While other researchers have attempted to fit the variation distribution of complex traits to typical formulas like the normal distribution, these authors found that a natural selection-informed approach gave a clear and simple result. All traits follow the same general scaling, with only two parameters- the mutational target size of the trait (that is, the proportion of the genome capable of appearing as relevant variants), and the effect that each site has on the given trait, termed (very poorly) the site's "heritability". It is important to note that every site in the genome is equally and fully heritable. The term refers to the trait, and the size of the effect from variations of that site on that trait. Summed over all sites in the genome and all variations in the population, this heritability ultimately equates to the overall variation of the trait that is genetically caused.
| A comparison of two traits, and how they might look in a genetic variation study. In blue is a trait skewed towards small effect variants, with weak selection and consequently variants with higher frequency.
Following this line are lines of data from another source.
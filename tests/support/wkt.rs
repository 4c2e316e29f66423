//! Hand-expanded generated code for the `google.protobuf` well-known
//! types used by the JSON mapping tests.

use std::sync::LazyLock;

use bytes::Bytes;
use serde_json::Value as Json;

use protofold::codec;
use protofold::spec::{basic, map_field, oneof, repeated, Packing};
use protofold::wire::encoded_key_len;
use protofold::{
    DecodeError, JsonOptions, MapField, Message, MessageSpec, Oneof, ProtoEnum, WireField,
    WireType, Writer,
};

/// Declares a wrapper message (`google.protobuf.Int32Value` and friends):
/// a single `value` field at tag 1.
macro_rules! wrapper_message {
    ($name:ident, $full_name:literal, $ty:ty, $codec:expr) => {
        #[derive(Debug, Clone, PartialEq, Default)]
        pub struct $name {
            pub value: $ty,
        }

        impl Message for $name {
            const NAME: &'static str = $full_name;

            fn spec() -> &'static MessageSpec<Self> {
                static SPEC: LazyLock<MessageSpec<$name>> = LazyLock::new(|| {
                    MessageSpec::builder($full_name)
                        .field(basic(
                            1,
                            "value",
                            "value",
                            $codec,
                            |m: &$name| &m.value,
                            |m: &mut $name| &mut m.value,
                        ))
                        .build()
                });
                &SPEC
            }
        }
    };
}

wrapper_message!(DoubleValue, "google.protobuf.DoubleValue", f64, codec::double());
wrapper_message!(FloatValue, "google.protobuf.FloatValue", f32, codec::float());
wrapper_message!(Int64Value, "google.protobuf.Int64Value", i64, codec::int64());
wrapper_message!(UInt64Value, "google.protobuf.UInt64Value", u64, codec::uint64());
wrapper_message!(Int32Value, "google.protobuf.Int32Value", i32, codec::int32());
wrapper_message!(UInt32Value, "google.protobuf.UInt32Value", u32, codec::uint32());
wrapper_message!(BoolValue, "google.protobuf.BoolValue", bool, codec::boolean());
wrapper_message!(StringValue, "google.protobuf.StringValue", String, codec::string());
wrapper_message!(BytesValue, "google.protobuf.BytesValue", Bytes, codec::bytes());

#[derive(Debug, Clone, PartialEq, Default)]
pub struct Duration {
    pub seconds: i64,
    pub nanos: i32,
}

impl Message for Duration {
    const NAME: &'static str = "google.protobuf.Duration";

    fn spec() -> &'static MessageSpec<Self> {
        static SPEC: LazyLock<MessageSpec<Duration>> = LazyLock::new(|| {
            MessageSpec::builder("google.protobuf.Duration")
                .field(basic(
                    1,
                    "seconds",
                    "seconds",
                    codec::int64(),
                    |m: &Duration| &m.seconds,
                    |m: &mut Duration| &mut m.seconds,
                ))
                .field(basic(
                    2,
                    "nanos",
                    "nanos",
                    codec::int32(),
                    |m: &Duration| &m.nanos,
                    |m: &mut Duration| &mut m.nanos,
                ))
                .build()
        });
        &SPEC
    }
}

#[derive(Debug, Clone, PartialEq, Default)]
pub struct Timestamp {
    pub seconds: i64,
    pub nanos: i32,
}

impl Message for Timestamp {
    const NAME: &'static str = "google.protobuf.Timestamp";

    fn spec() -> &'static MessageSpec<Self> {
        static SPEC: LazyLock<MessageSpec<Timestamp>> = LazyLock::new(|| {
            MessageSpec::builder("google.protobuf.Timestamp")
                .field(basic(
                    1,
                    "seconds",
                    "seconds",
                    codec::int64(),
                    |m: &Timestamp| &m.seconds,
                    |m: &mut Timestamp| &mut m.seconds,
                ))
                .field(basic(
                    2,
                    "nanos",
                    "nanos",
                    codec::int32(),
                    |m: &Timestamp| &m.nanos,
                    |m: &mut Timestamp| &mut m.nanos,
                ))
                .build()
        });
        &SPEC
    }
}

#[derive(Debug, Clone, PartialEq, Default)]
pub struct FieldMask {
    pub paths: Vec<String>,
}

impl Message for FieldMask {
    const NAME: &'static str = "google.protobuf.FieldMask";

    fn spec() -> &'static MessageSpec<Self> {
        static SPEC: LazyLock<MessageSpec<FieldMask>> = LazyLock::new(|| {
            MessageSpec::builder("google.protobuf.FieldMask")
                .field(repeated(
                    1,
                    "paths",
                    "paths",
                    codec::string(),
                    Packing::NotPacked,
                    |m: &FieldMask| &m.paths,
                    |m: &mut FieldMask| &mut m.paths,
                ))
                .build()
        });
        &SPEC
    }
}

#[derive(Debug, Clone, PartialEq, Default)]
pub struct Empty {}

impl Message for Empty {
    const NAME: &'static str = "google.protobuf.Empty";

    fn spec() -> &'static MessageSpec<Self> {
        static SPEC: LazyLock<MessageSpec<Empty>> =
            LazyLock::new(|| MessageSpec::builder("google.protobuf.Empty").build());
        &SPEC
    }
}

#[derive(Debug, Clone, Copy, PartialEq, Eq, Default)]
pub enum NullValue {
    #[default]
    NullValue,
}

impl ProtoEnum for NullValue {
    const FULL_NAME: &'static str = "google.protobuf.NullValue";

    fn from_i32(value: i32) -> Option<Self> {
        match value {
            0 => Some(NullValue::NullValue),
            _ => None,
        }
    }

    fn to_i32(self) -> i32 {
        0
    }

    fn name(self) -> &'static str {
        "NULL_VALUE"
    }

    fn from_name(name: &str) -> Option<Self> {
        match name {
            "NULL_VALUE" => Some(NullValue::NullValue),
            _ => None,
        }
    }
}

#[derive(Debug, Clone, PartialEq, Default)]
pub struct Struct {
    pub fields: MapField<String, Value>,
}

impl Message for Struct {
    const NAME: &'static str = "google.protobuf.Struct";

    fn spec() -> &'static MessageSpec<Self> {
        static SPEC: LazyLock<MessageSpec<Struct>> = LazyLock::new(|| {
            MessageSpec::builder("google.protobuf.Struct")
                .field(map_field(
                    1,
                    "fields",
                    "fields",
                    codec::string(),
                    codec::message::<Value>(),
                    |m: &Struct| &m.fields,
                    |m: &mut Struct| &mut m.fields,
                ))
                .build()
        });
        &SPEC
    }
}

#[derive(Debug, Clone, PartialEq, Default)]
pub struct ListValue {
    pub values: Vec<Value>,
}

impl Message for ListValue {
    const NAME: &'static str = "google.protobuf.ListValue";

    fn spec() -> &'static MessageSpec<Self> {
        static SPEC: LazyLock<MessageSpec<ListValue>> = LazyLock::new(|| {
            MessageSpec::builder("google.protobuf.ListValue")
                .field(repeated(
                    1,
                    "values",
                    "values",
                    codec::message::<Value>(),
                    Packing::NotPacked,
                    |m: &ListValue| &m.values,
                    |m: &mut ListValue| &mut m.values,
                ))
                .build()
        });
        &SPEC
    }
}

/// `google.protobuf.Value`: a dynamically typed value, one variant set.
#[derive(Debug, Clone, PartialEq, Default)]
pub struct Value {
    pub kind: ValueKind,
}

impl Message for Value {
    const NAME: &'static str = "google.protobuf.Value";

    fn spec() -> &'static MessageSpec<Self> {
        static SPEC: LazyLock<MessageSpec<Value>> = LazyLock::new(|| {
            MessageSpec::builder("google.protobuf.Value")
                .field(oneof(
                    "kind",
                    |m: &Value| &m.kind,
                    |m: &mut Value| &mut m.kind,
                ))
                .build()
        });
        &SPEC
    }
}

#[derive(Debug, Clone, PartialEq, Default)]
pub enum ValueKind {
    #[default]
    NotSet,
    NullValue(NullValue),
    NumberValue(f64),
    StringValue(String),
    BoolValue(bool),
    StructValue(Struct),
    ListValue(ListValue),
}

impl Oneof for ValueKind {
    const TAGS: &'static [u32] = &[1, 2, 3, 4, 5, 6];

    fn decode_variant(tag: u32, field: &WireField) -> Result<Self, DecodeError> {
        match tag {
            1 => Ok(ValueKind::NullValue(
                codec::enumeration::<NullValue>().decode(field, "null_value")?,
            )),
            2 => Ok(ValueKind::NumberValue(
                codec::double().decode(field, "number_value")?,
            )),
            3 => Ok(ValueKind::StringValue(
                codec::string().decode(field, "string_value")?,
            )),
            4 => Ok(ValueKind::BoolValue(
                codec::boolean().decode(field, "bool_value")?,
            )),
            5 => Ok(ValueKind::StructValue(
                codec::message::<Struct>().decode(field, "struct_value")?,
            )),
            6 => Ok(ValueKind::ListValue(
                codec::message::<ListValue>().decode(field, "list_value")?,
            )),
            _ => Ok(ValueKind::NotSet),
        }
    }

    fn encode_variant(&self, writer: &mut Writer) {
        match self {
            ValueKind::NotSet => {}
            ValueKind::NullValue(value) => {
                writer.write_tag(1, WireType::Varint);
                codec::enumeration::<NullValue>().write(value, writer);
            }
            ValueKind::NumberValue(value) => {
                writer.write_tag(2, WireType::I64);
                codec::double().write(value, writer);
            }
            ValueKind::StringValue(value) => {
                writer.write_tag(3, WireType::Len);
                codec::string().write(value, writer);
            }
            ValueKind::BoolValue(value) => {
                writer.write_tag(4, WireType::Varint);
                codec::boolean().write(value, writer);
            }
            ValueKind::StructValue(value) => {
                writer.write_tag(5, WireType::Len);
                codec::message::<Struct>().write(value, writer);
            }
            ValueKind::ListValue(value) => {
                writer.write_tag(6, WireType::Len);
                codec::message::<ListValue>().write(value, writer);
            }
        }
    }

    fn encoded_variant_len(&self) -> usize {
        match self {
            ValueKind::NotSet => 0,
            ValueKind::NullValue(value) => {
                encoded_key_len(1) + codec::enumeration::<NullValue>().encoded_len(value)
            }
            ValueKind::NumberValue(value) => encoded_key_len(2) + codec::double().encoded_len(value),
            ValueKind::StringValue(value) => encoded_key_len(3) + codec::string().encoded_len(value),
            ValueKind::BoolValue(value) => encoded_key_len(4) + codec::boolean().encoded_len(value),
            ValueKind::StructValue(value) => {
                encoded_key_len(5) + codec::message::<Struct>().encoded_len(value)
            }
            ValueKind::ListValue(value) => {
                encoded_key_len(6) + codec::message::<ListValue>().encoded_len(value)
            }
        }
    }

    fn variant_tag(&self) -> Option<u32> {
        match self {
            ValueKind::NotSet => None,
            ValueKind::NullValue(_) => Some(1),
            ValueKind::NumberValue(_) => Some(2),
            ValueKind::StringValue(_) => Some(3),
            ValueKind::BoolValue(_) => Some(4),
            ValueKind::StructValue(_) => Some(5),
            ValueKind::ListValue(_) => Some(6),
        }
    }

    fn variant_json(&self, options: &JsonOptions) -> Option<(&'static str, Json)> {
        match self {
            ValueKind::NotSet => None,
            ValueKind::NullValue(value) => Some((
                "nullValue",
                codec::enumeration::<NullValue>().to_json(value, options),
            )),
            ValueKind::NumberValue(value) => {
                Some(("numberValue", codec::double().to_json(value, options)))
            }
            ValueKind::StringValue(value) => {
                Some(("stringValue", codec::string().to_json(value, options)))
            }
            ValueKind::BoolValue(value) => {
                Some(("boolValue", codec::boolean().to_json(value, options)))
            }
            ValueKind::StructValue(value) => Some((
                "structValue",
                codec::message::<Struct>().to_json(value, options),
            )),
            ValueKind::ListValue(value) => Some((
                "listValue",
                codec::message::<ListValue>().to_json(value, options),
            )),
        }
    }

    fn variant_from_json(
        object: &serde_json::Map<String, Json>,
    ) -> Result<Option<Self>, DecodeError> {
        if let Some(value) = object.get("nullValue").or_else(|| object.get("null_value")) {
            return Ok(Some(ValueKind::NullValue(
                codec::enumeration::<NullValue>().from_json(value, "null_value")?,
            )));
        }
        if let Some(value) = object
            .get("numberValue")
            .or_else(|| object.get("number_value"))
        {
            return Ok(Some(ValueKind::NumberValue(
                codec::double().from_json(value, "number_value")?,
            )));
        }
        if let Some(value) = object
            .get("stringValue")
            .or_else(|| object.get("string_value"))
        {
            return Ok(Some(ValueKind::StringValue(
                codec::string().from_json(value, "string_value")?,
            )));
        }
        if let Some(value) = object.get("boolValue").or_else(|| object.get("bool_value")) {
            return Ok(Some(ValueKind::BoolValue(
                codec::boolean().from_json(value, "bool_value")?,
            )));
        }
        if let Some(value) = object
            .get("structValue")
            .or_else(|| object.get("struct_value"))
        {
            return Ok(Some(ValueKind::StructValue(
                codec::message::<Struct>().from_json(value, "struct_value")?,
            )));
        }
        if let Some(value) = object.get("listValue").or_else(|| object.get("list_value")) {
            return Ok(Some(ValueKind::ListValue(
                codec::message::<ListValue>().from_json(value, "list_value")?,
            )));
        }
        Ok(None)
    }
}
In red is a different trait that partakes more from stronger effect variants. On the whole, this kind of difference is not common among complex traits that arise from thousands of loci. MAF = minor allele frequency; Z-score is the score in a GWAS study indicating how statistically significant the variant's effect on the trait is. Note how lower Z-score correlates with more variants at the higher MAF frequencies. At the same time, the GWAS method overall has some skew to higher MAF frequencies, since only those provide sufficient statistical power to get any results at all. Log(s) is the strength of selection; L is the genetic target size for the whole trait, and h*2 is the heritability, or proportion of the trait effect due to the causal variant. |
The model they come up with accounts for the selective effect of trait effects (the larger the effect of the variation on traits, the lower its frequency in the population). It also accounts for the fact that variants that affect one trait often affect other traits as well, so the selective effect needs to be considered over all affected traits, most of which are probably unknown, but can be inferred. And conversely, most traits are composed of contributions from many genes and their alleles, sometimes thousands- they are genetically complex traits.
| The model the researchers come up with can normalize among the huge population of variants that affect a single trait, in this case blood pressure. Left shows the effect sizes of individual variants, and right shows the scaled (normalized) version from the paper's model, showing that all these variants follow the same overall rule / logic, using the custom parameters of h*2 and L- trait heritability and mutational target size. All this is to say that the lower effect variants (skewed to left) are assumed to have higher selection coefficients. |
The researchers go on to show that various traits do look different under this analysis. Some differ mostly by target size, accounting for more or fewer variants, but having a similar spread of effect sizes over the population. Others differ by the scale of effects that each variant contributes, thus skewing toward higher or lower allele frequencies overall. Interestingly, they add an analysis of the age of these low-frequency, low-effect variants that are the grist for GWAS, finding that they are on average 137,000 years old. That compares with an average age of 600,000 years for variants that are neutral, thus would not come up in GWAS or be under selection. This is fascinating in its implications both for human population genetics in general, and for the fact that most human variation- even that under modest selection- predates the divergence between African and non-African populations.